InVivo Therapeutics Corporation is Second Company to Repay Accelerator Loan from Massachusetts Life Sciences Center

Cambridge, MA–Massachusetts Life Sciences Center President & CEO Susan Windham-Bannister and InVivo Therapeutics today announced the Cambridge-based company’s repayment of the Center’s Accelerator Program loan. In May 2009, InVivo Therapeutics, a medical device company working to develop novel treatments for traumatic spinal cord injuries, was awarded a loan of $500,000 from the Center in the first round of a program that provides working capital to early-stage life sciences companies. The loan was repaid in full, with interest, this week for a total repayment of $567,930. The repayment comes after InVivo was successful in securing $10.5 million in private financing. InVivo announced this private placement and became a public corporation today, Wednesday, October 27, 2010.

“InVivo Therapeutics has successfully leveraged our Accelerator loan into substantial private capital,” said Windham-Bannister. “The Accelerator Program was created in order to de-risk promising early-stage companies and make them more attractive to private investors. That some of these companies are in a position to pay us back after a little more than a year demonstrates the success of that approach. We are pleased to accept InVivo’s repayment of our loan, and look forward to an ongoing partnership with the team at InVivo Therapeutics.”

Said Frank Reynolds, CEO of InVivo Therapeutics, “The program is perfectly named the Accelerator Program Loan, as it did help advance our company to the next level. We’re proud that we’ve not only paid back the taxpayers of Massachusetts, but also created quality full-time and part-time manufacturing, scientific, and business jobs for citizens of the Commonwealth.”

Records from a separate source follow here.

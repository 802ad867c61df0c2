// SPDX-License-Identifier: AGPL-3.0-only
// ━━━━━━━━━━━━━━━━━━━━━━━━━━━━━━━━━━━━━━━━━━━━━━━━━━━━━━━━━━━━━━━━━━━━━━━━━━
// NEON - CORE
//
// In-process model of the NEON contracts:
// - NeonToken: BEP-20 with transfer tax, burn share and anti-whale cap
// - NeonLocker: owner-released escrow for any fungible token
// - OldSchoolReferral: operator-written referral ledger
// Every mutating call is all-or-nothing. All amounts are u128 atomic units
// and all rate arithmetic is truncating integer math.
// ━━━━━━━━━━━━━━━━━━━━━━━━━━━━━━━━━━━━━━━━━━━━━━━━━━━━━━━━━━━━━━━━━━━━━━━━━━

pub mod access;
pub mod action;
pub mod address;
pub mod bep20;
pub mod config;
pub mod deployment;
pub mod error;
pub mod event;
pub mod locker;
pub mod math;
pub mod referral;
pub mod scenario;
pub mod token;
pub mod tx;
pub mod u128_str;

pub use action::{ContractKind, NeonAction, NeonResponse};
pub use address::{Address, BURN_ADDRESS};
pub use bep20::{Bep20Token, Fungible, TokenMetadata};
pub use config::{ConfigError, NeonConfig};
pub use deployment::Deployment;
pub use error::{NeonError, Result};
pub use event::NeonEvent;
pub use locker::NeonLocker;
pub use referral::OldSchoolReferral;
pub use scenario::{Scenario, ScenarioError, Simulation};
pub use token::{NeonToken, TaxSplit, TokenSettings};
pub use tx::Transactional;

Dr. Eric Ruby, founder of the spinal cord injury research advocate organization Massachusetts Walks Again, said “I am so excited and delighted that we are making progress in an area that has been so woefully underfunded by the government, and that the state was innovative enough to fund a program that has yielded such humanitarian and economic benefit so quickly.” Continued Dr. Ruby, “Investment in the cure for spinal cord injury is an investment in healthcare savings.”

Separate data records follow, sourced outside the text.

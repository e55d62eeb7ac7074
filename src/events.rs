use crate::drag::DraggingState;

#[derive(Debug, Clone, Copy, PartialEq)]
pub enum RangeEvent {
    /// Values are normalized so that `left_value <= right_value`.
    RangeChanged {
        max_value: f32,
        min_value: f32,
        left_value: f32,
        right_value: f32,
    },
    LeftTogglePositionChanged {
        x: f32,
        value: f32,
    },
    RightTogglePositionChanged {
        x: f32,
        value: f32,
    },
    DraggingStateChanged(DraggingState),
}

/// Receives the notifications produced while handling touch input.
pub trait RangeEventSink {
    fn emit(&mut self, event: RangeEvent);
}

impl RangeEventSink for Vec<RangeEvent> {
    fn emit(&mut self, event: RangeEvent) {
        self.push(event);
    }
}

pub trait RangeValueListener {
    fn on_range_changed(
        &mut self,
        max_value: f32,
        min_value: f32,
        left_value: f32,
        right_value: f32,
    );
}

impl<F> RangeValueListener for F
where
    F: FnMut(f32, f32, f32, f32),
{
    fn on_range_changed(
        &mut self,
        max_value: f32,
        min_value: f32,
        left_value: f32,
        right_value: f32,
    ) {
        self(max_value, min_value, left_value, right_value)
    }
}

pub trait RangePositionListener {
    fn on_left_toggle_position_changed(&mut self, x: f32, value: f32);

    fn on_right_toggle_position_changed(&mut self, x: f32, value: f32);
}

pub trait RangeDraggingListener {
    fn on_dragging_state_changed(&mut self, state: DraggingState);
}

impl<F> RangeDraggingListener for F
where
    F: FnMut(DraggingState),
{
    fn on_dragging_state_changed(&mut self, state: DraggingState) {
        self(state)
    }
}

/// Optional listener registrations, one per notification kind.
#[derive(Default)]
pub struct Listeners {
    value: Option<Box<dyn RangeValueListener>>,
    position: Option<Box<dyn RangePositionListener>>,
    dragging: Option<Box<dyn RangeDraggingListener>>,
}

impl Listeners {
    pub fn new() -> Self {
        Self::default()
    }

    pub fn set_value_listener(&mut self, listener: impl RangeValueListener + 'static) {
        self.value = Some(Box::new(listener));
    }

    pub fn set_position_listener(&mut self, listener: impl RangePositionListener + 'static) {
        self.position = Some(Box::new(listener));
    }

    pub fn set_dragging_listener(&mut self, listener: impl RangeDraggingListener + 'static) {
        self.dragging = Some(Box::new(listener));
    }
}

impl std::fmt::Debug for Listeners {
    fn fmt(&self, f: &mut std::fmt::Formatter<'_>) -> std::fmt::Result {
        f.debug_struct("Listeners")
            .field("value", &self.value.is_some())
            .field("position", &self.position.is_some())
            .field("dragging", &self.dragging.is_some())
            .finish()
    }
}

impl RangeEventSink for Listeners {
    fn emit(&mut self, event: RangeEvent) {
        match event {
            RangeEvent::RangeChanged {
                max_value,
                min_value,
                left_value,
                right_value,
            } => {
                if let Some(listener) = self.value.as_mut() {
                    listener.on_range_changed(max_value, min_value, left_value, right_value);
                }
            }
            RangeEvent::LeftTogglePositionChanged { x, value } => {
                if let Some(listener) = self.position.as_mut() {
                    listener.on_left_toggle_position_changed(x, value);
                }
            }
            RangeEvent::RightTogglePositionChanged { x, value } => {
                if let Some(listener) = self.position.as_mut() {
                    listener.on_right_toggle_position_changed(x, value);
                }
            }
            RangeEvent::DraggingStateChanged(state) => {
                if let Some(listener) = self.dragging.as_mut() {
                    listener.on_dragging_state_changed(state);
                }
            }
        }
    }
}
//! A two-toggle range selection view.
//!
//! [`RangeView`] holds the layout and touch handling and can be driven by any
//! toolkit; [`widget::range_view`] wraps it as an iced canvas widget.

pub mod config;
pub mod drag;
pub mod events;
pub mod geometry;
pub mod range_view;
pub mod render;
pub mod style;
pub mod widget;

pub use drag::{DragState, DragStateMachine, DraggingState, Touch, TouchPhase};
pub use events::{
    Listeners, RangeDraggingListener, RangeEvent, RangeEventSink, RangePositionListener,
    RangeValueListener,
};
pub use geometry::{Geometry, RectF};
pub use range_view::RangeView;
pub use style::RangeStyle;
pub use widget::{RangeViewWidget, range_view};
//! Pixel/value mapping and the rectangles the range view is laid out with.
//!
//! The domain scale is zero based: `max_value` is the divisor for every
//! mapping, while `min_value` only takes part in the bound check of
//! [`Geometry::value_to_x`]. Callers are expected to keep
//! `min_value < max_value`; a degenerate domain yields non-finite values
//! rather than an error.

#[derive(Debug, Clone, Copy, PartialEq, Default)]
pub struct RectF {
    pub left: f32,
    pub top: f32,
    pub right: f32,
    pub bottom: f32,
}

impl RectF {
    pub const fn new(left: f32, top: f32, right: f32, bottom: f32) -> Self {
        Self {
            left,
            top,
            right,
            bottom,
        }
    }

    pub fn width(&self) -> f32 {
        self.right - self.left
    }

    pub fn height(&self) -> f32 {
        self.bottom - self.top
    }

    pub fn inset_vertical(&self, amount: f32) -> Self {
        Self {
            top: self.top + amount,
            bottom: self.bottom - amount,
            ..*self
        }
    }
}

#[derive(Debug, Clone, PartialEq)]
pub struct Geometry {
    min_value: f32,
    max_value: f32,
    current_left_value: Option<f32>,
    current_right_value: Option<f32>,
    horizontal_margin: f32,
    stroke_width: f32,
    track: RectF,
    range: RectF,
    stroke: RectF,
    revision: u64,
}

impl Geometry {
    pub fn new(min_value: f32, max_value: f32, horizontal_margin: f32, stroke_width: f32) -> Self {
        Self {
            min_value,
            max_value,
            current_left_value: None,
            current_right_value: None,
            horizontal_margin,
            stroke_width,
            track: RectF::default(),
            range: RectF::default(),
            stroke: RectF::default(),
            revision: 0,
        }
    }

    pub fn min_value(&self) -> f32 {
        self.min_value
    }

    pub fn max_value(&self) -> f32 {
        self.max_value
    }

    pub fn track(&self) -> RectF {
        self.track
    }

    pub fn range(&self) -> RectF {
        self.range
    }

    pub fn stroke(&self) -> RectF {
        self.stroke
    }

    /// Bumped on every mutation; a changed revision means the view needs a repaint.
    pub fn revision(&self) -> u64 {
        self.revision
    }

    /// The selected `(left, right)` values, or `None` while the whole range is selected.
    pub fn current_values(&self) -> Option<(f32, f32)> {
        self.current_left_value.zip(self.current_right_value)
    }

    pub fn set_min_value(&mut self, min_value: f32) {
        self.min_value = min_value;
        self.touch();
    }

    pub fn set_max_value(&mut self, max_value: f32) {
        self.max_value = max_value;
        self.touch();
    }

    pub fn set_current_values(&mut self, left: f32, right: f32) {
        self.current_left_value = Some(left);
        self.current_right_value = Some(right);
        self.touch();
    }

    /// Takes effect on the next [`Geometry::recompute_layout`].
    pub fn set_metrics(&mut self, horizontal_margin: f32, stroke_width: f32) {
        self.horizontal_margin = horizontal_margin;
        self.stroke_width = stroke_width;
        self.touch();
    }

    pub fn recompute_layout(&mut self, width: f32, height: f32) {
        self.track = RectF::new(
            self.horizontal_margin,
            0.0,
            width - self.horizontal_margin,
            height,
        );

        self.range = match self.current_values() {
            None => self.track,
            Some((left, right)) => {
                let track_width = self.track.width();
                RectF::new(
                    track_width * left / self.max_value + self.horizontal_margin,
                    self.track.top,
                    track_width * right / self.max_value + self.horizontal_margin,
                    self.track.bottom,
                )
            }
        };

        self.update_stroke();
    }

    /// Out-of-domain values map to `0` instead of being clamped.
    pub fn value_to_x(&self, value: f32) -> f32 {
        if value < self.min_value || value > self.max_value {
            return 0.0;
        }
        self.track.width() * value / self.max_value + self.horizontal_margin
    }

    pub fn x_to_left_value(&self) -> f32 {
        self.edge_to_value(self.range.left)
    }

    pub fn x_to_right_value(&self) -> f32 {
        self.edge_to_value(self.range.right)
    }

    pub fn set_left_edge(&mut self, x: f32) {
        self.range.left = x;
        self.update_stroke();
    }

    pub fn set_right_edge(&mut self, x: f32) {
        self.range.right = x;
        self.update_stroke();
    }

    fn edge_to_value(&self, edge_x: f32) -> f32 {
        self.max_value * (edge_x - self.track.left) / self.track.width()
    }

    fn update_stroke(&mut self) {
        self.stroke = self.range.inset_vertical(self.stroke_width / 2.0);
        self.touch();
    }

    fn touch(&mut self) {
        self.revision = self.revision.wrapping_add(1);
    }
}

InVivo Therapeutics’ platform technologies provide a novel approach to the treatment of spinal cord injuries (SCI). The Company’s approach uses biodegradable polymer scaffolds to support neuroprotection and neuroplasticity. InVivo has an unmatched development portfolio that will continue to expand in the next few years to include combination treatments, including polymer-based drug delivery and scaffolds seeded with stem cells. The company is in the process of filing an Investigational Device Exemption to request a human pilot study in individuals with acute spinal cord injuries. In September 2010, Good Start Genetics became the first company to pay back an Accelerator loan from the Life Sciences Center, after the company raised a Series A round of $18 million.

About InVivo Therapeutics

InVivo Therapeutics Corporation is a Cambridge, MA medical device company focused on utilizing polymers as a platform technology to develop treatments to restore function in individuals paralyzed as a result of traumatic spinal cord injury. The company was founded in 2005 on the basis of proprietary technology co-invented by Robert Langer, ScD, Professor at Massachusetts Institute of Technology, and Joseph P. Vacanti, MD, who is affiliated with Massachusetts General Hospital in Boston.

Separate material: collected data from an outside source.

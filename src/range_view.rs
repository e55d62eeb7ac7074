//! Toolkit independent range view: owns the geometry, the drag machine and
//! the style, and exposes the size and touch callbacks a host toolkit drives.

use crate::drag::{DragState, DragStateMachine, DraggingState, Touch};
use crate::events::RangeEventSink;
use crate::geometry::Geometry;
use crate::style::RangeStyle;

pub const DEFAULT_MIN_VALUE: f32 = 0.0;
pub const DEFAULT_MAX_VALUE: f32 = 1.0;

#[derive(Debug, Clone, PartialEq)]
pub struct RangeView {
    geometry: Geometry,
    drag: DragStateMachine,
    style: RangeStyle,
    size: Option<(f32, f32)>,
    painted_revision: Option<u64>,
}

impl Default for RangeView {
    fn default() -> Self {
        Self::new(RangeStyle::default())
    }
}

impl RangeView {
    pub fn new(style: RangeStyle) -> Self {
        Self {
            geometry: Geometry::new(
                DEFAULT_MIN_VALUE,
                DEFAULT_MAX_VALUE,
                style.horizontal_margin,
                style.stroke_width,
            ),
            drag: DragStateMachine::new(style.toggle_width, style.touch_size_factor),
            style,
            size: None,
            painted_revision: None,
        }
    }

    pub fn with_bounds(mut self, min_value: f32, max_value: f32) -> Self {
        self.set_min_value(min_value);
        self.set_max_value(max_value);
        self
    }

    pub fn geometry(&self) -> &Geometry {
        &self.geometry
    }

    pub fn style(&self) -> &RangeStyle {
        &self.style
    }

    pub fn size(&self) -> Option<(f32, f32)> {
        self.size
    }

    pub fn drag_state(&self) -> DragState {
        self.drag.state()
    }

    pub fn dragging_state(&self) -> DraggingState {
        self.drag.state().dragging_state()
    }

    pub fn set_style(&mut self, style: RangeStyle) {
        self.geometry
            .set_metrics(style.horizontal_margin, style.stroke_width);
        self.drag
            .set_toggle_metrics(style.toggle_width, style.touch_size_factor);
        self.style = style;
        self.relayout();
    }

    pub fn on_size_changed(&mut self, width: f32, height: f32) {
        tracing::trace!(width, height, "range view resized");
        self.size = Some((width, height));
        self.geometry.recompute_layout(width, height);
    }

    /// Handles one touch event. The event is always reported as consumed.
    pub fn on_touch_event(&mut self, touch: Touch, sink: &mut impl RangeEventSink) -> bool {
        self.drag.on_touch(&mut self.geometry, touch, sink)
    }

    pub fn set_max_value(&mut self, max_value: f32) {
        self.geometry.set_max_value(max_value);
    }

    pub fn set_min_value(&mut self, min_value: f32) {
        self.geometry.set_min_value(min_value);
    }

    pub fn set_current_values(&mut self, left_value: f32, right_value: f32) {
        self.geometry.set_current_values(left_value, right_value);
        self.relayout();
    }

    /// Pixel position of `value`, or `0` when the value lies outside `[min, max]`.
    pub fn x_position_of_value(&self, value: f32) -> f32 {
        self.geometry.value_to_x(value)
    }

    pub fn left_value(&self) -> f32 {
        self.geometry.x_to_left_value()
    }

    pub fn right_value(&self) -> f32 {
        self.geometry.x_to_right_value()
    }

    pub fn current_values(&self) -> Option<(f32, f32)> {
        self.geometry.current_values()
    }

    pub fn is_touch_on_left_toggle(&self, x: f32) -> bool {
        self.drag.is_touch_on_left_toggle(&self.geometry, x)
    }

    pub fn is_touch_on_right_toggle(&self, x: f32) -> bool {
        self.drag.is_touch_on_right_toggle(&self.geometry, x)
    }

    pub fn needs_repaint(&self) -> bool {
        self.painted_revision != Some(self.geometry.revision())
    }

    pub fn mark_painted(&mut self) {
        self.painted_revision = Some(self.geometry.revision());
    }

    fn relayout(&mut self) {
        if let Some((width, height)) = self.size {
            self.geometry.recompute_layout(width, height);
        }
    }
}

#[cfg(test)]
mod tests {
    use super::*;
    use crate::events::{Listeners, RangeEvent};
    use std::cell::RefCell;
    use std::rc::Rc;

    fn approx(a: f32, b: f32) -> bool {
        (a - b).abs() < 0.01
    }

    fn view() -> RangeView {
        let style = RangeStyle::default().horizontal_margin(0.0).toggle_width(10.0);
        let mut view = RangeView::new(style).with_bounds(0.0, 100.0);
        view.on_size_changed(300.0, 40.0);
        view
    }

    #[test]
    fn test_defaults() {
        let view = RangeView::default();
        assert_eq!(view.geometry().min_value(), DEFAULT_MIN_VALUE);
        assert_eq!(view.geometry().max_value(), DEFAULT_MAX_VALUE);
        assert_eq!(view.current_values(), None);
        assert_eq!(view.dragging_state(), DraggingState::Idle);
    }

    #[test]
    fn test_x_position_of_value() {
        let view = view();
        assert!(approx(view.x_position_of_value(50.0), 150.0));
        assert_eq!(view.x_position_of_value(150.0), 0.0);
    }

    #[test]
    fn test_set_current_values_relayouts() {
        let mut view = view();
        view.set_current_values(10.0, 90.0);
        assert!(approx(view.geometry().range().left, 30.0));
        assert!(approx(view.geometry().range().right, 270.0));
        assert!(approx(view.left_value(), 10.0));
        assert!(approx(view.right_value(), 90.0));
    }

    #[test]
    fn test_set_current_values_before_size_waits_for_layout() {
        let mut view = RangeView::default().with_bounds(0.0, 100.0);
        view.set_current_values(50.0, 100.0);
        assert_eq!(view.size(), None);
        view.on_size_changed(200.0, 20.0);
        // Track is [16, 184] with the default margin.
        assert!(approx(view.geometry().range().left, 100.0));
    }

    #[test]
    fn test_set_max_value_repaints_without_relayout() {
        let mut view = view();
        view.set_current_values(50.0, 100.0);
        view.mark_painted();
        let range = view.geometry().range();

        view.set_max_value(200.0);
        assert!(view.needs_repaint());
        assert_eq!(view.geometry().range(), range);
        assert!(approx(view.left_value(), 100.0));
    }

    #[test]
    fn test_drag_through_listeners() {
        let mut view = view();
        let reported = Rc::new(RefCell::new(Vec::new()));
        let mut listeners = Listeners::new();
        {
            let reported = reported.clone();
            listeners.set_value_listener(move |_max: f32, _min: f32, left: f32, right: f32| {
                reported.borrow_mut().push((left, right));
            });
        }

        assert!(view.on_touch_event(Touch::down(10.0, 20.0), &mut listeners));
        assert!(view.on_touch_event(Touch::moved(200.0, 20.0), &mut listeners));
        assert!(view.on_touch_event(Touch::up(200.0, 20.0), &mut listeners));

        assert!(approx(view.left_value(), 66.67));
        let reported = reported.borrow();
        assert_eq!(reported.len(), 1);
        assert!(reported[0].0 <= reported[0].1);
        assert_eq!(view.dragging_state(), DraggingState::Idle);
    }

    #[test]
    fn test_overlapping_toggles_resolve_by_direction() {
        let mut view = view();
        view.set_current_values(50.0, 50.0);
        let mut events = Vec::new();
        view.on_touch_event(Touch::down(150.0, 20.0), &mut events);
        assert_eq!(view.dragging_state(), DraggingState::DraggingConflict);

        view.on_touch_event(Touch::moved(175.0, 20.0), &mut events);
        assert_eq!(view.dragging_state(), DraggingState::DraggingRight);
        assert_eq!(view.geometry().range().right, 175.0);
        assert!(events.contains(&RangeEvent::DraggingStateChanged(
            DraggingState::DraggingRight
        )));
    }

    #[test]
    fn test_repaint_tracking() {
        let mut view = view();
        assert!(view.needs_repaint());
        view.mark_painted();
        assert!(!view.needs_repaint());

        let mut events = Vec::new();
        view.on_touch_event(Touch::down(150.0, 20.0), &mut events);
        assert!(!view.needs_repaint());

        view.on_touch_event(Touch::down(295.0, 20.0), &mut events);
        view.on_touch_event(Touch::moved(250.0, 20.0), &mut events);
        assert!(view.needs_repaint());
    }

    #[test]
    fn test_set_style_relayouts() {
        let mut view = view();
        view.set_style(RangeStyle::default().horizontal_margin(20.0));
        assert_eq!(view.geometry().track().left, 20.0);
        assert_eq!(view.geometry().track().right, 280.0);
        assert_eq!(view.geometry().range(), view.geometry().track());
    }
}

About the Massachusetts Life Sciences Center

The Massachusetts Life Sciences Center (“the Center”) is a quasi-public agency of the Commonwealth of Massachusetts tasked with implementing the Massachusetts Life Sciences Act, a ten-year, $1 billion initiative that was signed into law in June of 2008. The Center’s mission is to create jobs in the life sciences and support vital scientific research that will improve the human condition. This work includes making financial investments in public and private institutions that are advancing life sciences research, development and commercialization as well as building ties between sectors of the Massachusetts life sciences community. For more information, visit www.masslifesciences.com.

About the Life Sciences Accelerator Program

In order to expand life sciences-related employment opportunities, promote health-related innovations and stimulate research and development, manufacturing and commercialization in the life sciences, the Life Sciences Accelerator Program provides loans to companies engaged in life sciences research and development, commercialization and manufacturing in Massachusetts. Target entities are generally early-stage life sciences companies with a high-potential for technology commercialization, rapid growth, and downstream private equity financing. The program is designed to help sustain these companies through a critical stage of development and to leverage additional sources of capital to bring cutting edge innovation to the marketplace.